Based on the record and given the severity of accusations directed at Sebaggala's profession, we are not prepared to say quite yet that repleading a claim for defamation per se would be futile. Indeed, if plaintiffs can prove Levinson made false statements of fact (not opinion) that are not protected by innocent construction and fall within one of the five categories of defamation per se, damages are presumed, and recovery is certain. However, if, on remand, they fail to allege sufficient facts under the heightened pleading standard, they ought not be permitted to proceed with the defamation per se claim and this case should end….
Justice Hyman joined the majority, but added this:
In this era of social media, protecting individuals from false and harmful public accusations ensures justice in individual cases and maintains civility and truthfulness in public discourse. I write separately to pose a question regarding social media and claims of defamation.
People now communicate in ways that were unimaginable before the advent of social media; however, social media has also amplified the harm that false and defamatory statements can cause. Reputations painstakingly built over the years can now be destroyed in seconds by a single post that spreads with viral speed. While much of the legal conversation has centered on the responsibility of media outlets and the liability of online platforms, little attention has been paid to whether defamation law itself needs rethinking.
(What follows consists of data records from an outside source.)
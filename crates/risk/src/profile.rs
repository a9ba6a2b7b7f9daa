//! Risk limits and per-symbol counter state.

use chrono::NaiveDate;
use fusion_trade_core::RiskLevel;
use serde::{Deserialize, Serialize};

/// Limit set the governor enforces. Fractional fields are expressed as a
/// share of configured capital.
#[derive(Debug, Clone, Copy, PartialEq, Serialize, Deserialize)]
pub struct RiskLimits {
    /// Maximum position size as a fraction of capital.
    pub max_position_size: f64,
    /// Maximum daily loss as a fraction of capital.
    pub max_daily_loss: f64,
    /// Maximum simultaneously open positions per symbol.
    pub max_open_positions: u32,
    /// Maximum trades per UTC day per symbol.
    pub max_trades_per_day: u32,
    /// Stop-loss distance as a fraction of entry price.
    pub stop_loss_pct: f64,
    /// Take-profit distance as a fraction of entry price.
    pub take_profit_pct: f64,
}

impl RiskLimits {
    /// 5% positions, 2% daily loss, 3 positions, 10 trades/day.
    #[must_use]
    pub const fn conservative() -> Self {
        Self {
            max_position_size: 0.05,
            max_daily_loss: 0.02,
            max_open_positions: 3,
            max_trades_per_day: 10,
            stop_loss_pct: 0.01,
            take_profit_pct: 0.03,
        }
    }

    /// 10% positions, 5% daily loss, 5 positions, 20 trades/day.
    #[must_use]
    pub const fn moderate() -> Self {
        Self {
            max_position_size: 0.10,
            max_daily_loss: 0.05,
            max_open_positions: 5,
            max_trades_per_day: 20,
            stop_loss_pct: 0.02,
            take_profit_pct: 0.05,
        }
    }

    /// 20% positions, 10% daily loss, 10 positions, 50 trades/day.
    #[must_use]
    pub const fn aggressive() -> Self {
        Self {
            max_position_size: 0.20,
            max_daily_loss: 0.10,
            max_open_positions: 10,
            max_trades_per_day: 50,
            stop_loss_pct: 0.03,
            take_profit_pct: 0.08,
        }
    }

    /// Maps a configured risk level to its preset.
    #[must_use]
    pub const fn for_level(level: RiskLevel) -> Self {
        match level {
            RiskLevel::Conservative => Self::conservative(),
            RiskLevel::Moderate => Self::moderate(),
            RiskLevel::Aggressive => Self::aggressive(),
        }
    }
}

impl Default for RiskLimits {
    fn default() -> Self {
        Self::moderate()
    }
}

/// Mutable per-symbol counters. `daily_loss` and `trade_count` only grow
/// within a day; [`crate::RiskGovernor::roll_day`] is the single reset path.
#[derive(Debug, Clone, Serialize, Deserialize)]
pub struct RiskProfile {
    /// Notional size of currently open positions.
    pub open_position_size: f64,
    /// Count of currently open positions.
    pub open_positions: u32,
    /// Realized loss accumulated today.
    pub daily_loss: f64,
    /// Trades recorded today.
    pub trade_count: u32,
    /// UTC date the daily counters were last reset.
    pub last_reset: NaiveDate,
}

impl RiskProfile {
    #[must_use]
    pub const fn new(today: NaiveDate) -> Self {
        Self {
            open_position_size: 0.0,
            open_positions: 0,
            daily_loss: 0.0,
            trade_count: 0,
            last_reset: today,
        }
    }

    /// Clears the daily counters. Open-position state survives the boundary.
    pub fn reset_daily(&mut self, today: NaiveDate) {
        self.daily_loss = 0.0;
        self.trade_count = 0;
        self.last_reset = today;
    }
}
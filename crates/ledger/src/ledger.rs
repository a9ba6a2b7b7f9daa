//! The transaction ledger: active index, never-pruned archive, and
//! cancellable deferred settlement.

use crate::transaction::{
    new_settlement_reference, new_transaction_id, ArchivalType, ArchivedTransaction,
    PaymentRequest, PayoutRequest, Transaction, TransactionKind, TransactionStatus,
};
use chrono::Utc;
use fusion_trade_core::{
    AddressValidator, ConfigProvider, Error, NotificationSink, NotifyEvent, Result,
};
use rust_decimal::Decimal;
use std::collections::HashMap;
use std::sync::{Arc, Mutex, MutexGuard, PoisonError};
use std::time::Duration;
use tokio::task::AbortHandle;

/// A record from either partition, active first.
#[derive(Debug, Clone)]
pub enum LedgerRecord {
    Active(Transaction),
    Archived(ArchivedTransaction),
}

impl LedgerRecord {
    /// The underlying transaction regardless of partition.
    #[must_use]
    pub const fn transaction(&self) -> &Transaction {
        match self {
            Self::Active(txn) => txn,
            Self::Archived(archived) => &archived.transaction,
        }
    }

    #[must_use]
    pub const fn is_archived(&self) -> bool {
        matches!(self, Self::Archived(_))
    }
}

/// Transaction kind selector for [`ListFilter`].
#[derive(Debug, Clone, Copy, PartialEq, Eq)]
pub enum KindFilter {
    Payment,
    Payout,
}

/// Filters applied by [`TransactionLedger::list`].
#[derive(Debug, Clone, Default)]
pub struct ListFilter {
    pub status: Option<TransactionStatus>,
    pub kind: Option<KindFilter>,
    pub limit: Option<usize>,
}

struct LedgerState {
    active: HashMap<String, Transaction>,
    archive: HashMap<String, ArchivedTransaction>,
    settlements: HashMap<String, AbortHandle>,
}

/// Payment/payout lifecycle tracker.
///
/// An explicit context object: construct one per process (or per test) and
/// pass it by reference; there is no global instance. Cloning shares the
/// underlying state, which is what the deferred settlement task relies on.
#[derive(Clone)]
pub struct TransactionLedger {
    state: Arc<Mutex<LedgerState>>,
    config: Arc<dyn ConfigProvider>,
    validator: Arc<dyn AddressValidator>,
    sink: Option<Arc<dyn NotificationSink>>,
}

impl TransactionLedger {
    #[must_use]
    pub fn new(config: Arc<dyn ConfigProvider>, validator: Arc<dyn AddressValidator>) -> Self {
        Self {
            state: Arc::new(Mutex::new(LedgerState {
                active: HashMap::new(),
                archive: HashMap::new(),
                settlements: HashMap::new(),
            })),
            config,
            validator,
            sink: None,
        }
    }

    /// Attaches an optional notification sink.
    #[must_use]
    pub fn with_notification_sink(mut self, sink: Arc<dyn NotificationSink>) -> Self {
        self.sink = Some(sink);
        self
    }

    fn state(&self) -> MutexGuard<'_, LedgerState> {
        self.state.lock().unwrap_or_else(PoisonError::into_inner)
    }

    async fn emit(&self, event_type: &str, txn: &Transaction) {
        if let Some(sink) = &self.sink {
            let payload = serde_json::to_value(txn).unwrap_or(serde_json::Value::Null);
            if let Err(e) = sink.notify(NotifyEvent::new(event_type, payload)).await {
                tracing::warn!(id = %txn.id, "notification delivery failed: {e}");
            }
        }
    }

    fn validate_amount(amount: Decimal) -> Result<()> {
        if amount <= Decimal::ZERO {
            return Err(Error::invalid_argument(format!(
                "amount must be positive, got {amount}"
            )));
        }
        Ok(())
    }

    /// Creates a pending payment.
    ///
    /// # Errors
    /// Returns `InvalidArgument` for a non-positive amount or missing
    /// recipient.
    pub async fn create_payment(&self, request: PaymentRequest) -> Result<Transaction> {
        Self::validate_amount(request.amount)?;
        if request.recipient.trim().is_empty() {
            return Err(Error::invalid_argument("payment recipient is required"));
        }

        let txn = Transaction {
            id: new_transaction_id(),
            amount: request.amount,
            currency: request.currency,
            method: request.method,
            kind: TransactionKind::Payment {
                recipient: request.recipient,
            },
            status: TransactionStatus::Pending,
            created_at: Utc::now(),
            completed_at: None,
        };

        self.state().active.insert(txn.id.clone(), txn.clone());
        tracing::info!(id = %txn.id, amount = %txn.amount, "payment created");
        self.emit("transaction.created", &txn).await;
        Ok(txn)
    }

    /// Creates a pending payout.
    ///
    /// # Errors
    /// Returns `InvalidArgument` for a non-positive amount, missing source,
    /// or missing destination address.
    pub async fn create_payout(&self, request: PayoutRequest) -> Result<Transaction> {
        Self::validate_amount(request.amount)?;
        if request.source.trim().is_empty() {
            return Err(Error::invalid_argument("payout source is required"));
        }
        if request.destination_address.trim().is_empty() {
            return Err(Error::invalid_argument(
                "payout destination address is required",
            ));
        }

        let txn = Transaction {
            id: new_transaction_id(),
            amount: request.amount,
            currency: request.currency,
            method: request.method,
            kind: TransactionKind::Payout {
                source: request.source,
                destination_address: request.destination_address,
                settlement_reference: None,
            },
            status: TransactionStatus::Pending,
            created_at: Utc::now(),
            completed_at: None,
        };

        self.state().active.insert(txn.id.clone(), txn.clone());
        tracing::info!(id = %txn.id, amount = %txn.amount, "payout created");
        self.emit("transaction.created", &txn).await;
        Ok(txn)
    }

    /// Confirms a pending transaction: marks it completed, stamps
    /// `completed_at`, archives it, and removes it from the active index.
    ///
    /// Payouts settle only when payouts are enabled and the destination
    /// address validates; both checks run before any mutation, so a failed
    /// confirm leaves the record exactly where it was.
    ///
    /// # Errors
    /// Returns `NotFound` for an unknown id, `InvalidState` for a record
    /// that is not pending, and `Configuration` when payout settlement
    /// prerequisites fail.
    pub async fn confirm(&self, id: &str) -> Result<Transaction> {
        let confirmed = {
            let mut state = self.state();
            if state.archive.contains_key(id) {
                return Err(Error::invalid_state(format!(
                    "transaction {id} is archived and terminal"
                )));
            }
            let txn = state
                .active
                .get(id)
                .ok_or_else(|| Error::NotFound(format!("transaction {id}")))?;
            if !txn.is_pending() {
                return Err(Error::invalid_state(format!(
                    "transaction {id} is not pending"
                )));
            }

            let settlement_reference = match &txn.kind {
                TransactionKind::Payout {
                    destination_address,
                    ..
                } => {
                    let enabled = self
                        .config
                        .get("payout.enabled")
                        .and_then(|v| v.as_bool())
                        .unwrap_or(false);
                    if !enabled {
                        return Err(Error::Configuration("payouts are disabled".to_string()));
                    }
                    if !self.validator.is_valid(destination_address) {
                        return Err(Error::Configuration(format!(
                            "destination address {destination_address} failed validation"
                        )));
                    }
                    Some(new_settlement_reference())
                }
                TransactionKind::Payment { .. } => None,
            };

            let mut txn = state
                .active
                .remove(id)
                .ok_or_else(|| Error::NotFound(format!("transaction {id}")))?;
            let now = Utc::now();
            txn.status = TransactionStatus::Completed;
            txn.completed_at = Some(now);
            if let TransactionKind::Payout {
                settlement_reference: slot,
                ..
            } = &mut txn.kind
            {
                *slot = settlement_reference;
            }

            if let Some(handle) = state.settlements.remove(id) {
                handle.abort();
            }
            state.archive.insert(
                id.to_string(),
                ArchivedTransaction {
                    transaction: txn.clone(),
                    archived_at: now,
                    final_status: TransactionStatus::Completed,
                    archival_type: ArchivalType::Settled,
                },
            );
            txn
        };

        tracing::info!(id = %confirmed.id, kind = confirmed.kind.name(), "transaction completed");
        self.emit("transaction.completed", &confirmed).await;
        Ok(confirmed)
    }

    /// Cancels a pending transaction and archives it. Any scheduled
    /// settlement for the id is aborted first; a cancelled transaction is
    /// never auto-confirmed afterwards.
    ///
    /// # Errors
    /// Returns `NotFound` for an unknown id and `InvalidState` when the
    /// record is already terminal.
    pub async fn cancel(&self, id: &str) -> Result<Transaction> {
        let cancelled = {
            let mut state = self.state();
            if let Some(archived) = state.archive.get(id) {
                let status = match archived.final_status {
                    TransactionStatus::Completed => "completed",
                    TransactionStatus::Cancelled => "cancelled",
                    TransactionStatus::Pending => "pending",
                };
                return Err(Error::invalid_state(format!(
                    "transaction {id} is already {status}"
                )));
            }
            let txn = state
                .active
                .get(id)
                .ok_or_else(|| Error::NotFound(format!("transaction {id}")))?;
            if !txn.is_pending() {
                return Err(Error::invalid_state(format!(
                    "transaction {id} is not pending"
                )));
            }

            if let Some(handle) = state.settlements.remove(id) {
                handle.abort();
            }

            let mut txn = state
                .active
                .remove(id)
                .ok_or_else(|| Error::NotFound(format!("transaction {id}")))?;
            let now = Utc::now();
            txn.status = TransactionStatus::Cancelled;
            state.archive.insert(
                id.to_string(),
                ArchivedTransaction {
                    transaction: txn.clone(),
                    archived_at: now,
                    final_status: TransactionStatus::Cancelled,
                    archival_type: ArchivalType::Cancelled,
                },
            );
            txn
        };

        tracing::info!(id = %cancelled.id, "transaction cancelled");
        self.emit("transaction.cancelled", &cancelled).await;
        Ok(cancelled)
    }

    /// Moves an archived record back to pending, stripping archival
    /// metadata, `completed_at`, and any settlement reference.
    ///
    /// Returns `None` (no-op) when the id is not currently archived.
    pub fn restore(&self, id: &str) -> Option<Transaction> {
        let mut state = self.state();
        let archived = state.archive.remove(id)?;

        let mut txn = archived.transaction;
        txn.status = TransactionStatus::Pending;
        txn.completed_at = None;
        if let TransactionKind::Payout {
            settlement_reference,
            ..
        } = &mut txn.kind
        {
            *settlement_reference = None;
        }

        state.active.insert(id.to_string(), txn.clone());
        tracing::info!(id = %txn.id, "transaction restored to pending");
        Some(txn)
    }

    /// Looks up a record, active index first, archive as fallback.
    #[must_use]
    pub fn get(&self, id: &str) -> Option<LedgerRecord> {
        let state = self.state();
        if let Some(txn) = state.active.get(id) {
            return Some(LedgerRecord::Active(txn.clone()));
        }
        state
            .archive
            .get(id)
            .map(|archived| LedgerRecord::Archived(archived.clone()))
    }

    /// Lists transactions across both partitions, oldest first.
    #[must_use]
    pub fn list(&self, filter: &ListFilter) -> Vec<Transaction> {
        let state = self.state();
        let mut records: Vec<Transaction> = state
            .active
            .values()
            .cloned()
            .chain(state.archive.values().map(|a| a.transaction.clone()))
            .filter(|txn| {
                filter.status.map_or(true, |status| txn.status == status)
                    && filter.kind.map_or(true, |kind| match kind {
                        KindFilter::Payment => !txn.kind.is_payout(),
                        KindFilter::Payout => txn.kind.is_payout(),
                    })
            })
            .collect();

        records.sort_by(|a, b| a.created_at.cmp(&b.created_at).then(a.id.cmp(&b.id)));
        if let Some(limit) = filter.limit {
            records.truncate(limit);
        }
        records
    }

    /// Schedules a deferred settlement: after `delay`, the transaction is
    /// confirmed by a background task. The task is cancellable: `cancel`
    /// on the id before the delay elapses wins deterministically and the
    /// suppressed settlement logs at debug level.
    ///
    /// # Errors
    /// Returns `NotFound` for an unknown id and `InvalidState` when the
    /// record is not pending or already has a scheduled settlement.
    pub fn schedule_confirm(&self, id: &str, delay: Duration) -> Result<()> {
        let mut state = self.state();
        let txn = state
            .active
            .get(id)
            .ok_or_else(|| Error::NotFound(format!("transaction {id}")))?;
        if !txn.is_pending() {
            return Err(Error::invalid_state(format!(
                "transaction {id} is not pending"
            )));
        }
        if state.settlements.contains_key(id) {
            return Err(Error::invalid_state(format!(
                "transaction {id} already has a scheduled settlement"
            )));
        }

        let ledger = self.clone();
        let task_id = id.to_string();
        let handle = tokio::spawn(async move {
            tokio::time::sleep(delay).await;
            match ledger.confirm(&task_id).await {
                Ok(_) => tracing::info!(id = %task_id, "deferred settlement confirmed"),
                Err(e) => {
                    // Leave the id reschedulable after a failed settlement.
                    ledger.state().settlements.remove(&task_id);
                    tracing::debug!(id = %task_id, "deferred settlement skipped: {e}");
                }
            }
        });
        state.settlements.insert(id.to_string(), handle.abort_handle());

        tracing::debug!(id, delay_ms = delay.as_millis() as u64, "settlement scheduled");
        Ok(())
    }

    /// Number of records currently in the active index.
    #[must_use]
    pub fn active_len(&self) -> usize {
        self.state().active.len()
    }

    /// Number of records currently archived.
    #[must_use]
    pub fn archive_len(&self) -> usize {
        self.state().archive.len()
    }
}
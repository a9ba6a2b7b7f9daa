//! Signal fusion: four independent heuristic strategies that collapse
//! indicator and price inputs into a single gated trade recommendation.
//!
//! The strategy names are metaphorical; the math is ordinary statistics.

pub mod engine;
pub mod entanglement;
pub mod interference;
pub mod superposition;
pub mod tunneling;
pub mod types;

pub use engine::{FusionEngine, StrategyInput, StrategyKind};
pub use entanglement::entanglement;
pub use interference::interference;
pub use superposition::superposition;
pub use tunneling::tunneling;
pub use types::{FusedRecommendation, MarketState, Recommendation, SignalAction, TradeSignal};
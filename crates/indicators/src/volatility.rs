//! Dispersion indicators: population standard deviation and Bollinger Bands.

use crate::moving_average::sma;
use fusion_trade_core::{Error, Result};

/// Population standard deviation of the whole series.
///
/// # Errors
/// Returns `InsufficientData` for an empty series.
pub fn std_dev(series: &[f64]) -> Result<f64> {
    if series.is_empty() {
        return Err(Error::InsufficientData {
            required: 1,
            actual: 0,
        });
    }

    let n = series.len() as f64;
    let mean = series.iter().sum::<f64>() / n;
    let variance = series.iter().map(|x| (x - mean).powi(2)).sum::<f64>() / n;
    Ok(variance.sqrt())
}

/// Output of [`bollinger_bands`].
#[derive(Debug, Clone, Copy, PartialEq)]
pub struct BollingerBands {
    pub upper: f64,
    pub middle: f64,
    pub lower: f64,
}

impl BollingerBands {
    /// Band width, `upper - lower`.
    #[must_use]
    pub fn width(&self) -> f64 {
        self.upper - self.lower
    }
}

/// Bollinger Bands over the last `period` samples.
///
/// The middle band is the SMA; the deviation uses population variance
/// (divide by `period`), so the bands are symmetric:
/// `upper - middle == middle - lower`.
///
/// # Errors
/// Returns `InsufficientData` if the series is shorter than `period`, and
/// `InvalidArgument` for a zero period or negative `k`.
pub fn bollinger_bands(series: &[f64], period: usize, k: f64) -> Result<BollingerBands> {
    if k < 0.0 {
        return Err(Error::invalid_argument(
            "bollinger band multiplier must be non-negative",
        ));
    }
    let middle = sma(series, period)?;

    let window = &series[series.len() - period..];
    let variance = window.iter().map(|x| (x - middle).powi(2)).sum::<f64>() / period as f64;
    let deviation = k * variance.sqrt();

    Ok(BollingerBands {
        upper: middle + deviation,
        middle,
        lower: middle - deviation,
    })
}

#[cfg(test)]
mod tests {
    use super::*;

    // ============================================
    // StdDev Tests
    // ============================================

    #[test]
    fn std_dev_of_constant_series_is_zero() {
        let series = vec![5.0; 10];
        assert!(std_dev(&series).unwrap().abs() < 1e-12);
    }

    #[test]
    fn std_dev_uses_population_divisor() {
        // {2, 4}: mean 3, population variance ((1 + 1) / 2) = 1
        let series = vec![2.0, 4.0];
        let result = std_dev(&series).unwrap();
        assert!((result - 1.0).abs() < 1e-12);
    }

    #[test]
    fn std_dev_rejects_empty_series() {
        let err = std_dev(&[]).unwrap_err();
        assert!(matches!(
            err,
            fusion_trade_core::Error::InsufficientData { .. }
        ));
    }

    // ============================================
    // Bollinger Band Tests
    // ============================================

    #[test]
    fn bands_are_symmetric_around_middle() {
        let series = vec![
            20.0, 21.5, 22.0, 21.0, 20.5, 22.5, 23.0, 22.0, 21.5, 20.0, 19.5, 21.0, 22.0, 23.5,
            24.0, 23.0, 22.5, 21.0, 20.5, 22.0,
        ];
        let bands = bollinger_bands(&series, 20, 2.0).unwrap();

        let upper_gap = bands.upper - bands.middle;
        let lower_gap = bands.middle - bands.lower;
        assert!((upper_gap - lower_gap).abs() < 1e-12);
    }

    #[test]
    fn bands_middle_equals_sma() {
        let series = vec![10.0, 12.0, 14.0, 16.0, 18.0];
        let bands = bollinger_bands(&series, 5, 2.0).unwrap();
        assert!((bands.middle - 14.0).abs() < 1e-12);
    }

    #[test]
    fn bands_collapse_for_constant_series() {
        let series = vec![50.0; 25];
        let bands = bollinger_bands(&series, 20, 2.0).unwrap();
        assert!((bands.upper - bands.middle).abs() < 1e-12);
        assert!(bands.width().abs() < 1e-12);
    }

    #[test]
    fn bands_use_population_variance() {
        // window {2, 4}: middle 3, population stddev 1, k=2 -> upper 5, lower 1
        let series = vec![2.0, 4.0];
        let bands = bollinger_bands(&series, 2, 2.0).unwrap();
        assert!((bands.upper - 5.0).abs() < 1e-12);
        assert!((bands.lower - 1.0).abs() < 1e-12);
    }

    #[test]
    fn bands_reject_short_series() {
        let err = bollinger_bands(&[1.0, 2.0], 20, 2.0).unwrap_err();
        assert!(matches!(
            err,
            fusion_trade_core::Error::InsufficientData {
                required: 20,
                actual: 2
            }
        ));
    }
}
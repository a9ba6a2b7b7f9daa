//! Transaction lifecycle tracking for payments and payouts.
//!
//! Terminal records are never deleted: every transition out of `Pending`
//! moves the record into a still-queryable archive, and `restore` is the
//! only path back.

pub mod ledger;
pub mod transaction;

pub use ledger::{KindFilter, LedgerRecord, ListFilter, TransactionLedger};
pub use transaction::{
    ArchivalType, ArchivedTransaction, PaymentRequest, PayoutRequest, Transaction,
    TransactionKind, TransactionStatus,
};
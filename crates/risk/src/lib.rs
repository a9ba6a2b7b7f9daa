pub mod governor;
pub mod profile;

pub use governor::{
    RiskAssessment, RiskCheckRequest, RiskEvaluation, RiskGovernor, RiskSnapshot, TradeRecord,
    TradeSide,
};
pub use profile::{RiskLimits, RiskProfile};
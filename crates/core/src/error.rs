//! Error taxonomy shared across the trading core.
//!
//! Risk denials are deliberately absent here: a rejected trade is a normal
//! result (`approved: false` with reasons), not an error path.

use thiserror::Error;

/// Errors produced by the indicator library, fusion engine, and ledger.
#[derive(Debug, Error)]
pub enum Error {
    /// A price series is shorter than the window an operation requires.
    /// Callers are expected to pre-validate; short input is never silently
    /// defaulted.
    #[error("insufficient data: required {required} samples, got {actual}")]
    InsufficientData { required: usize, actual: usize },

    /// A caller-supplied value is out of range or malformed.
    #[error("invalid argument: {0}")]
    InvalidArgument(String),

    /// The referenced transaction exists in neither the active index nor
    /// the archive.
    #[error("not found: {0}")]
    NotFound(String),

    /// The operation is not legal for the record's current status.
    #[error("invalid state: {0}")]
    InvalidState(String),

    /// An injected collaborator refused the operation (payouts disabled,
    /// destination address rejected, governor missing).
    #[error("configuration error: {0}")]
    Configuration(String),
}

impl Error {
    /// Shorthand for an `InvalidArgument` error.
    pub fn invalid_argument(msg: impl Into<String>) -> Self {
        Self::InvalidArgument(msg.into())
    }

    /// Shorthand for an `InvalidState` error.
    pub fn invalid_state(msg: impl Into<String>) -> Self {
        Self::InvalidState(msg.into())
    }
}

pub type Result<T> = std::result::Result<T, Error>;
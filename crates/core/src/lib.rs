pub mod config;
pub mod config_loader;
pub mod error;
pub mod traits;

pub use config::{AppConfig, PayoutConfig, RiskConfig, RiskLevel};
pub use config_loader::ConfigLoader;
pub use error::{Error, Result};
pub use traits::{AddressValidator, ConfigProvider, ConfigValue, NotificationSink, NotifyEvent};
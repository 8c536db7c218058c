pub mod embedded;
pub mod error;
pub mod factory;
pub mod mailer;
pub mod snapshot;
pub mod traits;

pub use embedded::EmbeddedStore;
pub use error::{MailError, StoreError};
pub use factory::{build_mailer, open_store};
pub use mailer::{LogMailer, Mailer, OutgoingEmail, ResendMailer};
pub use traits::{
    CommentStore, MovieStore, OtpStore, PremiereStore, RatingStore, RedeemOutcome, Store,
    StoreResult, TicketStore, UpsertOutcome, ViewStore, WishlistStore,
};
Any effort to curb the abuses of social media must be approached with caution, ever mindful of the fundamental protections guaranteed by the First Amendment. The challenge is not whether to act, but how. Thus, my question: How can we uphold free expression while protecting individuals from reputational harm in a digital age where the consequences are more severe and the reach broader than ever before?
This challenge will become increasingly urgent in the years to come, and the law must be prepared to respond with both fidelity to constitutional values and sensitivity to the character and livelihood of individuals.